PROBLEM
Every line of the data is to be output verbatim.

Stored data:
※ ※ ※
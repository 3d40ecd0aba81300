#![no_main]

use glam::Vec3;
use libfuzzer_sys::fuzz_target;
use metro_rail_resampler::{PathResampler, ResampleError};

fuzz_target!(|data: &[u8]| {
    let values: Vec<f32> = data
        .chunks_exact(4)
        .map(|c| f32::from_le_bytes([c[0], c[1], c[2], c[3]]))
        .collect();
    let Some((&step_size, coords)) = values.split_first() else {
        return;
    };
    let points: Vec<Vec3> = coords
        .chunks_exact(3)
        .take(64)
        .map(|c| Vec3::new(c[0], c[1], c[2]))
        .collect();

    // Riesige Koordinaten bei winziger Schrittweite sprengen sonst den Speicher
    if !(step_size > 1e-3) || points.iter().any(|p| p.abs().max_element() > 1e4) {
        return;
    }

    match PathResampler::new(step_size).resample(&points) {
        Ok(path) => {
            assert_eq!(path.samples[0], points[0]);
            assert_eq!(path.directions().len(), path.len());
        }
        Err(ResampleError::InvalidInput(_)) | Err(ResampleError::Diverged { .. }) => {}
    }
});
※ ※ ※
RESPONSE
repository 3d40ecd0aba81300
#![no_main]

use glam::Vec3;
use libfuzzer_sys::fuzz_target;
use metro_rail_resampler::{PathResampler, ResampleError};

fuzz_target!(|data: &[u8]| {
    let values: Vec<f32> = data
        .chunks_exact(4)
        .map(|c| f32::from_le_bytes([c[0], c[1], c[2], c[3]]))
        .collect();
    let Some((&step_size, coords)) = values.split_first() else {
        return;
    };
    let points: Vec<Vec3> = coords
        .chunks_exact(3)
        .take(64)
        .map(|c| Vec3::new(c[0], c[1], c[2]))
        .collect();

    // Riesige Koordinaten bei winziger Schrittweite sprengen sonst den Speicher
    if !(step_size > 1e-3) || points.iter().any(|p| p.abs().max_element() > 1e4) {
        return;
    }

    match PathResampler::new(step_size).resample(&points) {
        Ok(path) => {
            assert_eq!(path.samples[0], points[0]);
            assert_eq!(path.directions().len(), path.len());
        }
        Err(ResampleError::InvalidInput(_)) | Err(ResampleError::Diverged { .. }) => {}
    }
});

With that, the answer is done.